Fifteen adult patients for toe to hand microvascular transplantation under combined regional anesthesia with bupivacaine.

INTERVENTIONS

The efficacy of the blocks, complications, and patient satisfaction were recorded in the study form.
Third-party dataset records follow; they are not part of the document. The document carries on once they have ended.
use std::path::{Path, PathBuf};

use thiserror::Error;

/// Errors raised while reading, writing or ingesting RIDS data.
#[derive(Error, Debug)]
pub enum RidsError {
    /// The container could not be decoded; nothing was merged.
    #[error("malformed RIDS container {}: {reason}", .path.display())]
    Format { path: PathBuf, reason: String },

    /// Listing, reading, writing or deleting a file failed.
    #[error("filesystem fault on {}: {source}", .path.display())]
    Filesystem {
        path: PathBuf,
        #[source]
        source: std::io::Error,
    },

    /// A capture file was read but does not hold a spectrum.
    #[error("unreadable spectrum {}: {reason}", .path.display())]
    Spectrum { path: PathBuf, reason: String },

    #[error("threshold '{0}' is not numeric")]
    Threshold(String),

    #[error("peak index {index} is outside the maxhold spectrum (len {len})")]
    PeakIndex { index: usize, len: usize },
}

pub type Result<T> = std::result::Result<T, RidsError>;

impl RidsError {
    pub(crate) fn format(path: &Path, reason: impl Into<String>) -> Self {
        RidsError::Format {
            path: path.to_path_buf(),
            reason: reason.into(),
        }
    }

    pub(crate) fn filesystem(path: &Path, source: std::io::Error) -> Self {
        RidsError::Filesystem {
            path: path.to_path_buf(),
            source,
        }
    }

    /// Failures isolated to one event: the cycle records them and carries on.
    /// Everything else aborts the cycle.
    pub fn is_per_event(&self) -> bool {
        matches!(
            self,
            RidsError::Spectrum { .. } | RidsError::Threshold(_) | RidsError::PeakIndex { .. }
        )
    }
}
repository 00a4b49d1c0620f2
//! Peak detection over a spectrum.
//!
//! [`PeakDetector`] is the seam the event builder talks to. The shipped
//! implementation, [`CwtPeakDetector`], finds peaks as ridge lines of a
//! continuous wavelet transform (Ricker wavelet), which keeps narrow
//! interferers and ignores slow baseline ripple.

use std::collections::BTreeSet;
use std::f64::consts::PI;

/// Default wavelet widths searched, half-open: `1..7`.
pub const DEFAULT_SCALE_RANGE: (usize, usize) = (1, 7);

/// Default ridge continuity: maximum column drift and allowed gap, in rows.
pub const DEFAULT_RIDGE_RANGE: (usize, usize) = (4, 4);

/// Finds peak positions in a sequence of values.
///
/// Implementations return indices into `values`, strictly ascending and each
/// `< values.len()`. The result may be empty and must be deterministic.
pub trait PeakDetector {
    fn detect_peaks(
        &self,
        values: &[f64],
        threshold: f64,
        scale_range: (usize, usize),
        ridge_range: (usize, usize),
    ) -> Vec<usize>;
}

/// Continuous-wavelet-transform ridge-line peak finder.
///
/// * widths `scale_range.0 .. scale_range.1` (a single width if empty)
/// * a ridge may drift `ridge_range.0` samples between adjacent widths and
///   skip up to `ridge_range.1` widths without a maximum
/// * ridges spanning fewer than half the widths are discarded
/// * peaks whose value is below `threshold` are discarded
#[derive(Debug, Clone, Copy, Default)]
pub struct CwtPeakDetector;

impl PeakDetector for CwtPeakDetector {
    fn detect_peaks(
        &self,
        values: &[f64],
        threshold: f64,
        scale_range: (usize, usize),
        ridge_range: (usize, usize),
    ) -> Vec<usize> {
        if values.is_empty() {
            return Vec::new();
        }

        let widths = widths(scale_range);
        let baseline = median(values);
        let centred: Vec<f64> = values.iter().map(|v| v - baseline).collect();

        let rows: Vec<Vec<f64>> = widths
            .iter()
            .map(|&w| convolve_same(&centred, &ricker(kernel_len(w, values.len()), w as f64)))
            .collect();

        let min_rows = widths.len().div_ceil(2);
        let peaks: BTreeSet<usize> = trace_ridges(&rows, ridge_range.0, ridge_range.1)
            .into_iter()
            .filter(|ridge| ridge.rows >= min_rows)
            .map(|ridge| ridge.col)
            .filter(|&col| col < values.len() && values[col] >= threshold)
            .collect();

        peaks.into_iter().collect()
    }
}

fn widths(scale_range: (usize, usize)) -> Vec<usize> {
    let (lo, hi) = scale_range;
    let lo = lo.max(1);
    if hi <= lo {
        vec![lo]
    } else {
        (lo..hi).collect()
    }
}

fn median(values: &[f64]) -> f64 {
    let mut sorted = values.to_vec();
    sorted.sort_by(|a, b| a.total_cmp(b));
    let mid = sorted.len() / 2;
    if sorted.len() % 2 == 0 {
        (sorted[mid - 1] + sorted[mid]) / 2.0
    } else {
        sorted[mid]
    }
}

/// Ten widths of support, capped by the signal and kept odd so the wavelet
/// has a centre sample.
fn kernel_len(width: usize, signal_len: usize) -> usize {
    let len = (10 * width).min(signal_len).max(1);
    if len % 2 == 0 {
        len - 1
    } else {
        len
    }
}

/// Ricker ("Mexican hat") wavelet sampled at `points` positions.
fn ricker(points: usize, a: f64) -> Vec<f64> {
    let amp = 2.0 / ((3.0 * a).sqrt() * PI.powf(0.25));
    let wsq = a * a;
    let centre = (points as f64 - 1.0) / 2.0;
    (0..points)
        .map(|i| {
            let x = i as f64 - centre;
            let xsq = x * x;
            amp * (1.0 - xsq / wsq) * (-xsq / (2.0 * wsq)).exp()
        })
        .collect()
}

/// Convolution with zero padding, output the same length as `signal`.
/// `kernel` is symmetric with odd length.
fn convolve_same(signal: &[f64], kernel: &[f64]) -> Vec<f64> {
    let n = signal.len();
    let half = kernel.len() / 2;
    (0..n)
        .map(|i| {
            kernel
                .iter()
                .enumerate()
                .filter_map(|(j, k)| {
                    let s = (i + j).checked_sub(half)?;
                    signal.get(s).map(|v| v * k)
                })
                .sum()
        })
        .collect()
}

/// Positive local maxima of one CWT row, ascending.
fn local_maxima(row: &[f64]) -> Vec<usize> {
    (0..row.len())
        .filter(|&i| {
            let v = row[i];
            v > 0.0 && (i == 0 || v > row[i - 1]) && (i + 1 == row.len() || v >= row[i + 1])
        })
        .collect()
}

#[derive(Debug, Clone, Copy, PartialEq, Eq)]
struct Ridge {
    /// Column at the smallest width reached so far.
    col: usize,
    /// Rows in which the ridge had a maximum.
    rows: usize,
    /// Consecutive rows without a maximum.
    gap: usize,
}

/// Follow maxima from the widest row down to the narrowest.
fn trace_ridges(rows: &[Vec<f64>], max_drift: usize, max_gap: usize) -> Vec<Ridge> {
    let mut active: Vec<Ridge> = Vec::new();
    let mut finished: Vec<Ridge> = Vec::new();

    for row in rows.iter().rev() {
        let maxima = local_maxima(row);
        let mut taken = vec![false; maxima.len()];

        for ridge in active.iter_mut() {
            let nearest = maxima
                .iter()
                .enumerate()
                .filter(|(k, _)| !taken[*k])
                .map(|(k, &col)| (k, col.abs_diff(ridge.col)))
                .filter(|&(_, drift)| drift <= max_drift)
                .min_by_key(|&(_, drift)| drift);

            match nearest {
                Some((k, _)) => {
                    taken[k] = true;
                    ridge.col = maxima[k];
                    ridge.rows += 1;
                    ridge.gap = 0;
                }
                None => ridge.gap += 1,
            }
        }

        let (closed, open): (Vec<Ridge>, Vec<Ridge>) =
            active.into_iter().partition(|ridge| ridge.gap > max_gap);
        finished.extend(closed);
        active = open;

        active.extend(
            maxima
                .iter()
                .zip(&taken)
                .filter(|(_, t)| !**t)
                .map(|(&col, _)| Ridge { col, rows: 1, gap: 0 }),
        );
    }

    finished.extend(active);
    finished
}

#[cfg(test)]
mod tests {
    use super::*;

    fn detect(values: &[f64], threshold: f64) -> Vec<usize> {
        CwtPeakDetector.detect_peaks(values, threshold, DEFAULT_SCALE_RANGE, DEFAULT_RIDGE_RANGE)
    }

    fn spikes(len: usize, floor: f64, spikes: &[(usize, f64)]) -> Vec<f64> {
        let mut v = vec![floor; len];
        for &(i, level) in spikes {
            v[i] = level;
        }
        v
    }

    #[test]
    fn test_empty_input() {
        assert!(detect(&[], f64::NEG_INFINITY).is_empty());
    }

    #[test]
    fn test_flat_spectrum_has_no_peaks() {
        assert!(detect(&[-90.0; 50], f64::NEG_INFINITY).is_empty());
    }

    #[test]
    fn test_single_spike_on_floor() {
        let v = spikes(64, -90.0, &[(30, -40.0)]);
        assert_eq!(detect(&v, -60.0), vec![30]);
    }

    #[test]
    fn test_threshold_discards_weak_peaks() {
        let v = spikes(64, -90.0, &[(20, -40.0), (45, -70.0)]);
        assert_eq!(detect(&v, f64::NEG_INFINITY), vec![20, 45]);
        assert_eq!(detect(&v, -60.0), vec![20]);
        assert!(detect(&v, -10.0).is_empty());
    }

    #[test]
    fn test_gaussian_peak_centre() {
        let v: Vec<f64> = (0..128)
            .map(|i| (-((i as f64 - 50.0).powi(2)) / 18.0).exp())
            .collect();
        assert_eq!(detect(&v, 0.5), vec![50]);
    }

    #[test]
    fn test_output_sorted_in_bounds_and_deterministic() {
        let v: Vec<f64> = (0..300)
            .map(|i| {
                let x = i as f64;
                -85.0 + 3.0 * (x * 0.37).sin() + 2.0 * (x * 1.91).cos() + if i % 41 == 7 { 25.0 } else { 0.0 }
            })
            .collect();
        let a = detect(&v, f64::NEG_INFINITY);
        let b = detect(&v, f64::NEG_INFINITY);
        assert_eq!(a, b);
        assert!(a.windows(2).all(|w| w[0] < w[1]));
        assert!(a.iter().all(|&i| i < v.len()));
    }

    #[test]
    fn test_short_signal_caps_kernel() {
        let v = [0.0, 5.0, 0.0];
        assert_eq!(detect(&v, 1.0), vec![1]);
    }

    #[test]
    fn test_widths_degenerate_range() {
        assert_eq!(widths((1, 7)), vec![1, 2, 3, 4, 5, 6]);
        assert_eq!(widths((4, 4)), vec![4]);
        assert_eq!(widths((0, 2)), vec![1]);
    }

    #[test]
    fn test_ricker_centre_is_maximum() {
        let w = ricker(9, 1.0);
        let centre = w[4];
        assert!(w.iter().all(|&x| x <= centre));
        assert!((w[3] - w[5]).abs() < 1e-12);
    }
}
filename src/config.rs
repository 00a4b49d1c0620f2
use std::path::Path;

use serde::{Deserialize, Serialize};

use crate::error::{Result, RidsError};
use crate::peaks::{DEFAULT_RIDGE_RANGE, DEFAULT_SCALE_RANGE};

/// How the n-th `ave` capture is matched with a `maxh` capture.
#[derive(Debug, Clone, Copy, Default, PartialEq, Eq, Serialize, Deserialize)]
#[serde(rename_all = "snake_case")]
pub enum PairingMode {
    /// By position in the two sorted lists; the lists must already
    /// correspond one to one in capture order.
    #[default]
    Positional,
    /// By position, but each pair's embedded time stamps must agree.
    TimeStamp,
}

/// Ingestion settings.
#[derive(Debug, Clone, PartialEq, Serialize, Deserialize)]
#[serde(default)]
pub struct IngestConfig {
    /// Peak events built per polarization per cycle.
    pub obs_per_file: usize,
    /// Hard ceiling on scan cycles.
    pub max_loops: usize,
    /// Pause between cycles, milliseconds.
    pub poll_interval_ms: u64,
    /// Also stop once a cycle consumes nothing and the listing did not
    /// change. Off by default: the loop keeps polling for new captures.
    pub stop_when_idle: bool,
    pub pairing: PairingMode,
    pub scale_range: (usize, usize),
    pub ridge_range: (usize, usize),
}

impl Default for IngestConfig {
    fn default() -> Self {
        Self {
            obs_per_file: 100,
            max_loops: 1000,
            poll_interval_ms: 0,
            stop_when_idle: false,
            pairing: PairingMode::Positional,
            scale_range: DEFAULT_SCALE_RANGE,
            ridge_range: DEFAULT_RIDGE_RANGE,
        }
    }
}

impl IngestConfig {
    /// Load from a JSON file; missing keys take their defaults.
    pub fn from_json_file(path: &Path) -> Result<Self> {
        let text = std::fs::read_to_string(path).map_err(|e| RidsError::filesystem(path, e))?;
        serde_json::from_str(&text).map_err(|e| RidsError::format(path, format!("invalid ingest config: {e}")))
    }
}

#[cfg(test)]
mod tests {
    use super::*;
    use tempfile::NamedTempFile;

    #[test]
    fn test_defaults() {
        let c = IngestConfig::default();
        assert_eq!(c.obs_per_file, 100);
        assert_eq!(c.max_loops, 1000);
        assert_eq!(c.scale_range, (1, 7));
        assert_eq!(c.ridge_range, (4, 4));
        assert_eq!(c.pairing, PairingMode::Positional);
        assert!(!c.stop_when_idle);
    }

    #[test]
    fn test_partial_json_uses_defaults() {
        let file = NamedTempFile::new().unwrap();
        std::fs::write(file.path(), r#"{"obs_per_file": 5, "pairing": "time_stamp"}"#).unwrap();
        let c = IngestConfig::from_json_file(file.path()).unwrap();
        assert_eq!(c.obs_per_file, 5);
        assert_eq!(c.pairing, PairingMode::TimeStamp);
        assert_eq!(c.max_loops, 1000);
    }

    #[test]
    fn test_bad_json_is_format_error() {
        let file = NamedTempFile::new().unwrap();
        std::fs::write(file.path(), "{obs_per_file").unwrap();
        assert!(matches!(
            IngestConfig::from_json_file(file.path()),
            Err(RidsError::Format { .. })
        ));
    }
}
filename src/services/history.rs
use std::sync::Arc;

use chrono::Utc;
use tracing::instrument;

use super::{ServiceError, ServiceResult, require_user};
use crate::db::PgError;
use crate::db::models::session::{
    DebateMessage, DebateSession, DebateSessionSummary, NewMessage, NewSession, SessionDetail,
    SessionId, SessionStatus,
};
use crate::db::models::{PaginatedResponse, Pagination};
use crate::db::repositories::DebateStore;

/// Debate session lifecycle, message log and history listings.
#[derive(Debug, Clone)]
pub struct SessionService {
    store: Arc<dyn DebateStore>,
}

impl SessionService {
    pub fn new(store: Arc<dyn DebateStore>) -> Self {
        Self { store }
    }

    #[instrument(skip(self, input), fields(topic = %input.topic))]
    pub async fn create_session(
        &self,
        user_id: Option<&str>,
        input: NewSession,
    ) -> ServiceResult<DebateSession> {
        let user_id = require_user(user_id)?;
        if input.topic.trim().is_empty() {
            return Err(ServiceError::validation("Topic is required"));
        }

        let session = self.store.insert_session(user_id, &input).await?;
        tracing::info!(session_id = %session.id, "debate session created");

        Ok(session)
    }

    #[instrument(skip(self, input), fields(session_id = %input.session_id, turn = input.turn_number))]
    pub async fn add_message(&self, input: NewMessage) -> ServiceResult<DebateMessage> {
        if input.message_text.trim().is_empty() {
            return Err(ServiceError::validation("Message text is required"));
        }

        match self.store.insert_message(&input).await {
            Ok(message) => Ok(message),
            Err(PgError::MissingSession(id)) => Err(ServiceError::not_found(format!(
                "Debate session '{id}' not found"
            ))),
            Err(e) => Err(e.into()),
        }
    }

    #[instrument(skip(self))]
    pub async fn get_history(
        &self,
        user_id: Option<&str>,
        page: Pagination,
    ) -> ServiceResult<PaginatedResponse<DebateSessionSummary>> {
        let user_id = require_user(user_id)?;
        self.page_of(user_id, None, page).await
    }

    /// Blank terms list the full history.
    #[instrument(skip(self))]
    pub async fn search_sessions(
        &self,
        term: &str,
        user_id: Option<&str>,
        page: Pagination,
    ) -> ServiceResult<PaginatedResponse<DebateSessionSummary>> {
        let user_id = require_user(user_id)?;
        let term = Some(term.trim()).filter(|t| !t.is_empty());

        self.page_of(user_id, term, page).await
    }

    async fn page_of(
        &self,
        user_id: &str,
        search: Option<&str>,
        page: Pagination,
    ) -> ServiceResult<PaginatedResponse<DebateSessionSummary>> {
        let page = page.clamped();
        let (items, total) = self
            .store
            .summaries(user_id, search, page.limit, page.offset())
            .await?;

        Ok(PaginatedResponse::new(items, total, page))
    }

    #[instrument(skip(self))]
    pub async fn get_session(&self, id: &SessionId) -> ServiceResult<SessionDetail> {
        let session = self.find(id).await?;
        let messages = self.store.messages_for(id).await?;

        Ok(SessionDetail { session, messages })
    }

    #[instrument(skip(self))]
    pub async fn get_messages(&self, id: &SessionId) -> ServiceResult<Vec<DebateMessage>> {
        Ok(self.store.messages_for(id).await?)
    }

    #[instrument(skip(self))]
    pub async fn delete_session(&self, id: &SessionId) -> ServiceResult<()> {
        if !self.store.delete_session(id).await? {
            return Err(not_found(id));
        }

        tracing::info!(session_id = %id, "debate session deleted");
        Ok(())
    }

    #[instrument(skip(self))]
    pub async fn update_status(
        &self,
        id: &SessionId,
        status: SessionStatus,
    ) -> ServiceResult<DebateSession> {
        let current = self.find(id).await?;
        if !current.status.can_transition_to(status) {
            return Err(ServiceError::InvalidTransition {
                from: current.status,
                to: status,
            });
        }

        let completed_at = (status == SessionStatus::Completed).then(Utc::now);
        match self.store.set_status(id, status, completed_at).await? {
            Some(updated) => Ok(updated),
            // lost a race with another transition out of `active`
            None => {
                let latest = self.find(id).await?;
                Err(ServiceError::InvalidTransition {
                    from: latest.status,
                    to: status,
                })
            }
        }
    }

    async fn find(&self, id: &SessionId) -> ServiceResult<DebateSession> {
        self.store
            .session_by_id(id)
            .await?
            .ok_or_else(|| not_found(id))
    }
}

fn not_found(id: &SessionId) -> ServiceError {
    ServiceError::not_found(format!("Debate session '{id}' not found"))
}
use serde::{Deserialize, Serialize};
use tinyrand::Rand;

use super::session::{Difficulty, SessionStatus};

/// Raw aggregate rows for one user, as produced by the store's independent count queries.
#[derive(Debug, Clone, Default)]
pub struct StatsRows {
    pub by_status: Vec<(SessionStatus, i64)>,
    pub by_difficulty: Vec<(Difficulty, i64)>,
    pub total_turns: i64,
    pub user_turns: i64,
    pub average_duration: Option<f64>,
}

#[derive(Debug, Clone, Copy, Default, PartialEq, Eq, Serialize, Deserialize)]
pub struct DifficultyBreakdown {
    pub easy: i64,
    pub medium: i64,
    pub hard: i64,
}

#[derive(Debug, Clone, PartialEq, Serialize, Deserialize)]
pub struct UserDebateStats {
    pub total_debates: i64,
    pub completed_debates: i64,
    pub active_debates: i64,
    pub abandoned_debates: i64,
    pub total_turns: i64,
    pub user_turns: i64,
    /// Seconds, averaged over completed sessions with a recorded duration.
    pub average_session_duration: f64,
    pub favorite_difficulty: Option<Difficulty>,
    pub debates_by_difficulty: DifficultyBreakdown,
}

impl From<StatsRows> for UserDebateStats {
    fn from(rows: StatsRows) -> Self {
        let count_of = |status| {
            rows.by_status
                .iter()
                .filter(|(s, _)| *s == status)
                .map(|(_, n)| n)
                .sum::<i64>()
        };

        let mut breakdown = DifficultyBreakdown::default();
        for (difficulty, count) in &rows.by_difficulty {
            match difficulty {
                Difficulty::Easy => breakdown.easy += count,
                Difficulty::Medium => breakdown.medium += count,
                Difficulty::Hard => breakdown.hard += count,
            }
        }

        Self {
            total_debates: rows.by_status.iter().map(|(_, n)| n).sum(),
            completed_debates: count_of(SessionStatus::Completed),
            active_debates: count_of(SessionStatus::Active),
            abandoned_debates: count_of(SessionStatus::Abandoned),
            total_turns: rows.total_turns,
            user_turns: rows.user_turns,
            average_session_duration: rows.average_duration.unwrap_or(0.0),
            favorite_difficulty: breakdown.favorite(),
            debates_by_difficulty: breakdown,
        }
    }
}

impl DifficultyBreakdown {
    /// Most-played difficulty; the easier difficulty wins a tie.
    pub fn favorite(&self) -> Option<Difficulty> {
        [
            (Difficulty::Easy, self.easy),
            (Difficulty::Medium, self.medium),
            (Difficulty::Hard, self.hard),
        ]
        .into_iter()
        .filter(|(_, n)| *n > 0)
        .fold(None, |best: Option<(Difficulty, i64)>, (d, n)| match best {
            Some((_, top)) if top >= n => best,
            _ => Some((d, n)),
        })
        .map(|(d, _)| d)
    }
}

const JITTER: u32 = 5;

/// Personality-styled triad shown on the profile page. Not a psychological measure.
#[derive(Debug, Clone, Copy, PartialEq, Eq, Serialize, Deserialize)]
pub struct FreudScore {
    pub id: u8,
    pub ego: u8,
    pub superego: u8,
}

impl FreudScore {
    pub fn from_stats(stats: &UserDebateStats, rand: &mut impl Rand) -> Self {
        if stats.total_debates == 0 {
            return Self {
                id: 0,
                ego: 0,
                superego: 0,
            };
        }

        let total = stats.total_debates as f64;
        let superego = stats.completed_debates as f64 / total * 100.0;
        let ego = (stats.user_turns as f64 / total * 10.0).min(100.0);
        let id = (stats.abandoned_debates as f64 / total * 100.0
            + stats.debates_by_difficulty.hard as f64 / total * 50.0)
            .min(100.0);

        Self {
            id: jittered(id, rand),
            ego: jittered(ego, rand),
            superego: jittered(superego, rand),
        }
    }
}

fn jittered(base: f64, rand: &mut impl Rand) -> u8 {
    let offset = rand.next_lim_u32(JITTER * 2 + 1) as i64 - JITTER as i64;
    (base.round() as i64 + offset).clamp(0, 100) as u8
}
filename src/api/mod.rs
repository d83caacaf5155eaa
pub mod handler;
pub mod middleware;
pub mod server;
use crate::api::handler::*;
use crate::api::middleware::{self, MiddlewareErr};
use crate::db::prelude::*;
use crate::db::redis::redis_pool;
use crate::services::ServiceError;
use crate::services::analysis::AnalysisCache;
use crate::services::history::SessionService;
use crate::services::payment::PaymentService;
use crate::services::relay::{RelayErr, TurnRelay};
use crate::services::stats::StatsService;
use crate::util::env::{EnvErr, Var};
use crate::util::gateway::{GatewayErr, PaymentGateway, RazorpayClient};
use crate::var;

pub type JsonResult<T> = core::result::Result<Json<ApiResponse<T>>, RouteError>;

/// Success envelope; failures are rendered by `RouteError`.
#[derive(Debug, Serialize)]
pub struct ApiResponse<T> {
    pub success: bool,
    pub data: T,
}

impl<T> ApiResponse<T> {
    pub fn ok(data: T) -> Json<Self> {
        Json(Self {
            success: true,
            data,
        })
    }
}

#[derive(Clone, Debug)]
pub struct AppState {
    pub sessions: SessionService,
    pub stats: StatsService,
    pub analysis: AnalysisCache,
    pub relay: TurnRelay,
    pub payments: PaymentService,
}

impl AppState {
    pub fn new(
        store: Arc<dyn DebateStore>,
        kv: Arc<dyn KvStore>,
        relay: TurnRelay,
        gateway: Arc<dyn PaymentGateway>,
    ) -> Self {
        Self {
            sessions: SessionService::new(store.clone()),
            stats: StatsService::new(store.clone()),
            analysis: AnalysisCache::new(kv, store),
            relay,
            payments: PaymentService::new(gateway),
        }
    }

    #[instrument]
    pub async fn from_env() -> Result<Self, RouteError> {
        let store = Arc::new(SessionRepository::new(db_pool().await?.clone()));
        let kv = Arc::new(redis_pool().await?.clone());
        let relay = TurnRelay::from_env().await?;
        let gateway = Arc::new(RazorpayClient::from_env().await?);

        Ok(Self::new(store, kv, relay, gateway))
    }
}

pub fn router(state: Arc<AppState>) -> Router {
    let session_routes = Router::new()
        .route("/", post(create_session).get(list_sessions))
        .route("/search", get(search_sessions))
        .route("/{id}", get(get_session).delete(delete_session))
        .route("/{id}/status", patch(update_status))
        .route("/{id}/messages", get(list_messages).post(add_message))
        .route("/{id}/analysis", get(get_analysis).put(store_analysis));

    let payment_routes = Router::new()
        .route("/order", post(create_order))
        .route("/verify", post(verify_payment));

    Router::new()
        .route("/health", get(health))
        .nest("/sessions", session_routes)
        .route("/analysis", get(list_analyses))
        //
        // aggregate views
        .route("/stats", get(user_stats))
        .route("/stats/freud", get(freud_score))
        //
        // ai relay
        .route("/debate/turn", post(debate_turn))
        .nest("/payment", payment_routes)
        .layer(
            TraceLayer::new_for_http().make_span_with(|req: &axum::http::Request<_>| {
                let method = req.method();
                let uri = req.uri();

                let matched_path = req
                    .extensions()
                    .get::<MatchedPath>()
                    .map(|matched| matched.as_str());

                tracing::debug_span!("api_request", ?method, ?uri, ?matched_path)
            }),
        )
        .layer(from_fn(log_route_errors))
        .with_state(state)
}

#[instrument(skip(state, tx))]
async fn serve(state: Arc<AppState>, tx: UnboundedSender<SocketAddr>) -> Result<(), RouteError> {
    let cors = middleware::cors().await?;
    let app = router(state).layer(cors);

    let port_var = var!(Var::ServerApiPort).await?;
    let port = port_var
        .parse::<u16>()
        .map_err(|_| RouteError::InvalidPort(port_var.to_string()))?;

    let socket_addr = SocketAddr::new(IpAddr::V4(Ipv4Addr::new(0, 0, 0, 0)), port);
    let listener = tokio::net::TcpListener::bind(socket_addr).await?;

    if tx.send(socket_addr).is_err() {
        tracing::warn!("server-ready listener dropped before bind completed");
    }
    axum::serve(listener, app).await?;

    Ok(())
}

/// Logs the `RouteError` a handler stashed in the response extensions.
#[instrument(skip(request, next), fields(uri = request.uri().to_string()))]
async fn log_route_errors(request: Request, next: Next) -> Response {
    let res = next.run(request).await;
    if let Some(err) = res.extensions().get::<Arc<RouteError>>() {
        if res.status().is_server_error() {
            tracing::error!(error = ?err, "error occurred inside route handler");
        } else {
            tracing::warn!(error = %err, "request rejected");
        }
    }

    res
}

#[instrument(skip(tx, rx))]
pub async fn start_server(
    tx: UnboundedSender<SocketAddr>,
    mut rx: UnboundedReceiver<SocketAddr>,
) -> Result<Vec<JoinHandle<()>>, RouteError> {
    tracing::info!("starting server");
    let state = Arc::new(AppState::from_env().await?);

    let server_handle = tokio::task::spawn(async move {
        if let Err(e) = serve(state, tx).await {
            tracing::error!(error = ?e, "api server exited");
        }
    });

    let logging_handle = tokio::task::spawn(async move {
        if let Some(addr) = rx.recv().await {
            tracing::info!(
                server_url = &format!("http://127.0.0.1:{}", addr.port()),
                "server ready"
            );
        }
    });

    Ok(vec![server_handle, logging_handle])
}

#[derive(Debug, Error)]
pub enum RouteError {
    #[error(transparent)]
    Service(#[from] ServiceError),

    #[error(transparent)]
    QueryError(#[from] PgError),

    #[error(transparent)]
    CacheError(#[from] CacheErr),

    #[error(transparent)]
    GatewayError(#[from] GatewayErr),

    #[error(transparent)]
    RelayError(#[from] RelayErr),

    #[error(transparent)]
    EnvError(#[from] EnvErr),

    #[error(transparent)]
    MiddlewareError(#[from] MiddlewareErr),

    #[error(transparent)]
    Io(#[from] std::io::Error),

    #[error("invalid port '{0}'")]
    InvalidPort(String),

    #[error("{}", .0.body_text())]
    InvalidBody(#[from] JsonRejection),

    #[error("{}", .0.body_text())]
    InvalidPath(#[from] PathRejection),

    #[error("{}", .0.body_text())]
    InvalidQuery(#[from] QueryRejection),
}

impl IntoResponse for RouteError {
    fn into_response(self) -> Response {
        #[derive(Serialize)]
        struct ErrorResponse {
            success: bool,
            error: String,
        }

        let (status, error) = match &self {
            RouteError::Service(err) => match err {
                ServiceError::Validation(_)
                | ServiceError::InvalidTransition { .. }
                | ServiceError::SignatureInvalid
                | ServiceError::PaymentNotCaptured(_) => (StatusCode::BAD_REQUEST, err.to_string()),
                ServiceError::NotFound(_) => (StatusCode::NOT_FOUND, err.to_string()),
                // store failures are reported with their message; the gateway's is already generic
                ServiceError::Persistence(_)
                | ServiceError::Cache(_)
                | ServiceError::Gateway(_) => (StatusCode::INTERNAL_SERVER_ERROR, err.to_string()),
            },

            RouteError::InvalidBody(_) | RouteError::InvalidPath(_) | RouteError::InvalidQuery(_) => {
                (StatusCode::BAD_REQUEST, self.to_string())
            }

            RouteError::QueryError(_)
            | RouteError::CacheError(_)
            | RouteError::GatewayError(_)
            | RouteError::RelayError(_)
            | RouteError::EnvError(_)
            | RouteError::MiddlewareError(_)
            | RouteError::Io(_)
            | RouteError::InvalidPort(_) => (
                StatusCode::INTERNAL_SERVER_ERROR,
                String::from("internal server error"),
            ),
        };

        let mut response = (
            status,
            Json(ErrorResponse {
                success: false,
                error,
            }),
        )
            .into_response();
        response.extensions_mut().insert(Arc::new(self));

        response
    }
}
MEASUREMENTS AND MAIN RESULTS

The duration of operations varied between 8 and 18 hours. No major complications occurred. Vasodilatation in the operated hand was maintained during the entire operation as well as in the postoperative period, and the surgical results were satisfactory. The mean skin temperature was 5 degrees C higher in the blocked extremity compared to the opposite hand. In every patient the skin temperature of the transplant was over 32.4 degrees C after the operation. Blood pressure, heart rate, temperature and oxygen saturation were well maintained during the entire procedure. All patients were satisfied with their anesthesia. Back pain occurred in 11 patients and in two it was considered severe. One patient may have had a systemic toxic reaction (shivering) due to high plasma levels of bupivacaine, but the symptom was transient.

CONCLUSION

Combined regional anesthesia is an alternative to general anesthesia in prolonged microsurgical operations and it appears to improve perfusion of the transplanted extremity.

摘要

背景与目的

评估臂丛、脊髓及硬膜外联合阻滞在游离足趾移植至手部手术中的实用性、安全性及有效性。

设计

前瞻性病例系列研究。

地点

芬兰坦佩雷大学医院。

患者

15例成年患者接受布比卡因复合区域麻醉下的足趾移植至手部的微血管手术。

干预措施

在研究表格中记录阻滞效果、并发症及患者满意度。

测量指标与主要结果

手术时长在8至18小时之间。未发生重大并发症。手术全过程及术后患手均保持血管扩张,手术效果满意。阻滞侧肢体皮肤温度比健侧手高5摄氏度。术后每位患者移植部位的皮肤温度均超过32.4摄氏度。整个手术过程中血压、心率、体温及血氧饱和度均维持良好。所有患者对麻醉效果满意。11例患者出现背痛,其中2例被认为疼痛严重。1例患者可能因血浆布比卡因水平过高出现全身毒性反应(寒战),但症状为一过性。

结论

在长时间显微外科手术中,复合区域麻醉可替代全身麻醉,且似乎能改善移植肢体的灌注。